A fórmula tradicional do exorcismo se aplica a essa crendice grotesca de que “o que há de bom no governo Lula, o Serra vai continuar”, que vem sendo afirmada pelos marqueteiros do candidato do PSDB. Pois o que há de bom no governo Lula é tudo o que tucano detesta.
A fórmula tradicional do exorcismo se aplica a essa crendice grotesca de que “o que há de bom no governo Lula, o Serra vai continuar”.
Pois o que há de bom no governo Lula é o que tucano detesta: transferência de renda (imagine se fosse redistribuição!), política energética de longo prazo, diálogo ambiental, política social como definida como investimento e não como gasto público, ampliação do ensino superior, aumento real do salário mínimo (isso, então, dá urticária em tucano). E também política externa independente, é claro.
O ideal para o tucanato é algo como o governo Dutra de antigamente, que deixou o povão cinco anos sem um único reajuste sequer do salário mínimo. E que se alinhava com a “direita moderna” no plano internacional.

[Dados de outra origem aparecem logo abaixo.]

mod app;
mod handler;
mod logging;
mod tui;
mod ui;

use std::path::PathBuf;

use anyhow::{Context, Result};
use aura_core::checklist;
use aura_core::{ChatResponse, Config};
use clap::{Parser, Subcommand};

use app::App;
use tui::EventHandler;

#[derive(Parser)]
#[command(name = "aura")]
#[command(about = "AURA-Lite: terminal support assistant for your internet service")]
struct Cli {
    /// Config file to use instead of the default location
    #[arg(long, global = true)]
    config: Option<PathBuf>,

    /// Write logs here instead of the config directory
    #[arg(long, global = true)]
    log_file: Option<PathBuf>,

    #[command(subcommand)]
    command: Option<Commands>,
}

#[derive(Subcommand)]
enum Commands {
    /// Classify one message and print the assistant's reply as JSON
    Ask {
        /// What you would type in the chat
        text: String,
    },
    /// List the self-help guides and their steps
    Guides,
}

#[tokio::main]
async fn main() -> Result<()> {
    let cli = Cli::parse();

    let log_path = match cli.log_file {
        Some(path) => path,
        None => logging::default_log_path()?,
    };
    logging::init(&log_path)?;

    // A broken config file shouldn't keep the app from starting
    let config = match &cli.config {
        Some(path) => Config::load_from(path),
        None => Config::load(),
    }
    .context("could not load config")
    .unwrap_or_else(|e| {
        tracing::warn!("{:#}, using defaults", e);
        Config::new()
    });

    match cli.command {
        Some(Commands::Ask { text }) => ask(&config, &text),
        Some(Commands::Guides) => {
            list_guides();
            Ok(())
        }
        None => run_tui(config).await,
    }
}

fn ask(config: &Config, text: &str) -> Result<()> {
    let reply: ChatResponse = config.rule_set().classify(text).into();
    println!("{}", serde_json::to_string_pretty(&reply)?);
    Ok(())
}

fn list_guides() {
    for guide in checklist::seed_guides() {
        println!(
            "{} ({}) {}/{} done",
            guide.title,
            guide.id,
            checklist::completed_count(&guide),
            guide.steps.len()
        );
        println!("  {}", guide.description);
        for step in &guide.steps {
            println!("  {}. {} - {}", step.id, step.title, step.description);
        }
        println!();
    }
}

async fn run_tui(config: Config) -> Result<()> {
    tracing::info!("starting AURA-Lite");

    tui::install_panic_hook();
    let mut terminal = tui::init()?;

    let mut events = EventHandler::new(tui::TICK_RATE);
    let mut app = App::new(config, events.sender());

    let result = run_loop(&mut terminal, &mut app, &mut events).await;

    tui::restore()?;
    tracing::info!("AURA-Lite closed");
    result
}

async fn run_loop(terminal: &mut tui::Tui, app: &mut App, events: &mut EventHandler) -> Result<()> {
    while !app.should_quit {
        terminal.draw(|frame| ui::render(app, frame))?;

        let Some(event) = events.next().await else {
            break;
        };
        handler::handle_event(app, event)?;
        app.poll_tasks().await;
    }
    Ok(())
}
fn render_chat(app: &mut App, frame: &mut Frame, area: Rect) {
    let [chat_area, input_area] =
        Layout::vertical([Constraint::Min(0), Constraint::Length(3)]).areas(area);

    // Store chat area for mouse hit-testing and scroll calculations
    app.chat_area = Some(chat_area);
    app.chat_height = chat_area.height.saturating_sub(2);
    app.chat_width = chat_area.width.saturating_sub(2);

    let mut lines: Vec<Line> = Vec::new();
    for msg in app.chat.messages() {
        let (name, color) = match msg.originator {
            Originator::User => ("You", Color::Cyan),
            Originator::Assistant => ("AURA", Color::Yellow),
        };
        lines.push(Line::from(vec![
            Span::styled(
                format!("{}:", name),
                Style::default().fg(color).add_modifier(Modifier::BOLD),
            ),
            Span::styled(
                format!(" {}", msg.time_label()),
                Style::default().fg(Color::DarkGray),
            ),
        ]));
        lines.push(Line::from(msg.text.as_str()));
        if msg.kind == ResponseKind::Actionable {
            lines.push(Line::from(Span::styled(
                format!("[b] Book technician for {}", OFFERED_SLOT),
                Style::default().fg(Color::Black).bg(Color::Yellow),
            )));
        }
        lines.push(Line::default());
    }

    if app.is_typing() {
        lines.push(Line::from(Span::styled(
            "AURA:",
            Style::default().fg(Color::Yellow).add_modifier(Modifier::BOLD),
        )));
        // Animated ellipsis: cycles through ".", "..", "..."
        let dots = ".".repeat((app.animation_frame as usize) + 1);
        lines.push(Line::from(Span::styled(
            format!("AURA is thinking{}", dots),
            Style::default().fg(Color::DarkGray).add_modifier(Modifier::ITALIC),
        )));
    }

    let chat = Paragraph::new(Text::from(lines))
        .block(
            Block::default()
                .borders(Borders::ALL)
                .border_style(Style::default().fg(Color::Cyan))
                .title(" AURA Assistant "),
        )
        .wrap(Wrap { trim: true })
        .scroll((app.chat_scroll, 0));
    frame.render_widget(chat, chat_area);

    let editing = app.input_mode == InputMode::Editing;
    let input_block = Block::default()
        .borders(Borders::ALL)
        .border_style(Style::default().fg(if editing { Color::Yellow } else { Color::DarkGray }))
        .title(format!(
            " Message ({}/{}) ",
            app.chat_input.chars().count(),
            MAX_INPUT_CHARS
        ));

    // Horizontal scroll to keep the cursor visible
    let inner_width = input_area.width.saturating_sub(2) as usize;
    let cursor_pos = app.chat_cursor;
    let scroll_offset = if inner_width == 0 || cursor_pos < inner_width {
        0
    } else {
        cursor_pos - inner_width + 1
    };
    let visible_text: String = app
        .chat_input
        .chars()
        .skip(scroll_offset)
        .take(inner_width)
        .collect();

    let input = Paragraph::new(visible_text)
        .style(Style::default().fg(Color::Cyan))
        .block(input_block);
    frame.render_widget(input, input_area);

    if editing {
        let cursor_x = (cursor_pos - scroll_offset) as u16;
        frame.set_cursor_position((input_area.x + cursor_x + 1, input_area.y + 1));
    }
}

fn render_track(app: &mut App, frame: &mut Frame, area: Rect) {
    let [card_area, eta_area, fix_area] = Layout::vertical([
        Constraint::Length(8),
        Constraint::Length(3),
        Constraint::Min(0),
    ])
    .areas(area);

    let tech = &app.technician;
    let card = Text::from(vec![
        Line::from(Span::styled(
            tech.status.display_text(),
            Style::default().fg(Color::Green).add_modifier(Modifier::BOLD),
        )),
        Line::default(),
        Line::from(vec![
            Span::styled(tech.name.clone(), Style::default().add_modifier(Modifier::BOLD)),
            Span::styled(format!("  {}", tech.phone), Style::default().fg(Color::DarkGray)),
        ]),
        Line::from(format!("Skills: {}", tech.skills.join(", "))),
        Line::from(format!("ETA: {}", tech.eta_label())),
        Line::from(tech.location.address.clone()),
    ]);
    frame.render_widget(
        Paragraph::new(card).block(
            Block::default()
                .borders(Borders::ALL)
                .border_style(Style::default().fg(Color::Cyan))
                .title(" Your Technician "),
        ),
        card_area,
    );

    // Journey progress from the seeded 15 minute ETA down to arrival
    let journey = (15u32.saturating_sub(tech.eta_minutes)) as f64 / 14.0;
    let gauge = Gauge::default()
        .gauge_style(Style::default().fg(Color::Cyan).bg(Color::Black))
        .ratio(journey.clamp(0.0, 1.0))
        .label(tech.eta_label())
        .block(Block::default().borders(Borders::ALL).title(" ETA "));
    frame.render_widget(gauge, eta_area);

    let mut lines = Vec::new();
    if let Some(fix) = &app.last_fix {
        lines.push(Line::from(format!(
            "Last fix: {:.4}, {:.4} ({}, {})",
            fix.lat,
            fix.lng,
            fix.eta,
            fix.status.as_str()
        )));
    }
    if let Some(status) = &app.status_line {
        lines.push(Line::from(Span::styled(
            status.clone(),
            Style::default().fg(Color::Yellow),
        )));
    }
    if lines.is_empty() {
        lines.push(Line::from(Span::styled(
            "Press r for a live location fix.",
            Style::default().fg(Color::DarkGray),
        )));
    }
    frame.render_widget(
        Paragraph::new(lines)
            .block(Block::default().borders(Borders::ALL).title(" Live "))
            .wrap(Wrap { trim: true }),
        fix_area,
    );
}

“Diz-me quem és, e te direi com quem vais andar”, diz uma adaptação adequada de outro tradicional ditado popular. Afinal, por exemplo, a oposição em peso votou contra a entrada da Venezuela no Mercosul, até mesmo contra a própria oposição venezuelana, cujo líder veio a Brasília implorar pela adesão. Já imaginaram um tucano da gema aplaudindo aproximação com Venezuela, Bolívia, Uruguai, Equador, etc.?
O sentimento tucanês é o de que existe um mundo “civilizado”, para o qual o Brasil deve voltar completamente o rosto e tudo o mais. Esse mundo “civilizado”, exemplar, é a parte “civilizada” da Europa, dos Estados Unidos e, quando muito, do Japão. Ideal político tucânico privilegia o que os diplomatas enunciam como o “circuito Elizabeth Arden”, formado por Londres, Paris, Roma e Washington. O resto? Imagine! África? Nem pensar. América Latina? Coisa de bugre! Ou então de caudilho hispano-hablante. Claro, para esse mundo tucanopensante, já há ou houve alguns indícios de civilização neste terceiro mundo, como nos bairros periféricos de Johannesburgo, habitados pelos herdeiros ou descendentes do apartheid, ou gente como Piñera, no Chile, Vargas Llosa no Peru, Uribe na Colômbia, Vicente Fox no México, e assim por diante.
O problema é conceitual e é bem antigo, mas agora se agravou. É claro que para esse mundo o problema central se deu no momento em que o presidente Geisel colocou Azeredo da Silveira nas Relações Exieriores, provocando a ascensão dos então chamados “barbudinhos” no Itamaraty. Havia de tudo entre os “barbudinhos”, até os que não usavam barba, mas eles eram, sobretudo, de uma geração diferente da que se alinhava automaticamente com a direita mundial nos tempos da Guerra Fria. Houve quem se alinhasse mais com a política de Sarney, ou de Fernando Henrique, e tinham todo o direito de faze-lo, assim como houve quem preferisse as inflexões que vieram à tona com o governo Lula, e também tinham todo o direito de faze-lo.
Acontece que o que era para ser uma inflexão tornou-se um estilo com vida própria, e fez o Brasil dar um salto no plano internacional. Como a imprensa mundial não liga muito para o que dizem os jornais reacionários do Brasil, para a maior parte da mídia internacional o Brasil é um sucesso social, econômico e político (e ela não poupa crítica a nossos problemas), sem falar no cultural.
Isso o espírito tucaneiro, contido em seu vulcão adormecido, não pode nem consegue engolir nem perdoar. Por isso, se o tucanês voltar a ser a linguagem do Planalto, a emenda vai ser pior do que o remendo. O governo Fernando Henrique vai parecer uma flor de independência, diante do que viria por aí, tal é a sanha de se “corrigir” os rumos do “populismo bonapartista” de Lula no exterior. E no interior do país também.
Flávio Aguiar é correspondente internacional da Carta Maior em Berlim.